Y sin proponernos nada, callejeando, llegamos al edificio del Congreso de la Nación y la gran plaza del Congreso.
El Edificio del Congreso de la Nación Argentina es uno de los congresos más grandes del mundo, o eso he leído. Situado entre las calles paralelas Hipólito Yrigoyen, y la avenida Rivadavia y la transversal Avd. Entre Rios en la que nosotros desembocamos en nuestro improvisado paseo.
Es un edificio de grandes proporciones del estilo que llaman eclecticismo grecorromano. Una mezcla de estilos, para entendernos.
Destaca su enorme cúpula de 80 metros que tiene una estructura de 30 toneladas.
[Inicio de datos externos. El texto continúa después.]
//! Configuration management subsystem.
//!
//! # Data Flow
//! ```text
//! config file (TOML, optional)
//!     → loader.rs (read & deserialize)
//!     → validation.rs (semantic checks)
//!     → AuditorConfig (validated, immutable)
//!     → CLI overrides applied (--no-color)
//! ```
//!
//! # Design Decisions
//! - Every field has a default, so running without a config file is the norm
//! - Validation separates syntactic (serde) from semantic checks

pub mod loader;
pub mod schema;
pub mod validation;

pub use loader::{load_config, ConfigError};
pub use schema::{AuditorConfig, ClientConfig, ObservabilityConfig, OutputConfig};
Con cubierta de cobre que el paso del tiempo la ha dado un color verdoso.
Acoge al Senado y se ofrecen también visitas guiadas que muestran el funcionamiento del Poder Legislativo, la historia, arquitectura y particularidades de sus salones.
Un super edificio de esta clase debía de ir acompañado de una super plaza.
Plaza del Congreso
Fue diseñada por un paisajista francés que tiene varios trazados en Buenos Aires, Carlos Thays, por el año 1810.
Aunque en realidad la Plaza del Congreso es como un conjunto de tres plazas.
La más grande es la denominada Plaza de los dos Congresos por albergar el gran monumento llamado igualmente de los Dos Congresos.
Un monumento de diseño neoclásico que consiste en una terraza con amplias escalinatas sobre la que se alza una escultura principal, que representa la República, en bronce oscuro, otras figuras femeninas simbolizan la Asamblea de 1813 y el Congreso de Tucumán de 1816.
Una fuente evoca al Rio de la Plata con dos figuras de los ríos Uruguay y Paraná.
Otra plaza vecina, aunque podría parecer una misma, la llaman Plaza de Mariano Moreno.
En ella se alza el monolito que indica el kilómetro cero de las rutas nacionales de Argentina. Y una réplica de la escultura de Rodin, El Pensador. Dicen que se considera original porque fue realizada con el mismo molde y la copia está firmada por el propio Auguste Rodin.
Una plaza pequeñita, que llaman Plaza Lorea, sería la tercera parte del conjunto de plazas de la zona. La más antigua y la que mantiene el nombre del propietario del terreno en origen.
En todas ellas se alzan monumentos a distintos personajes.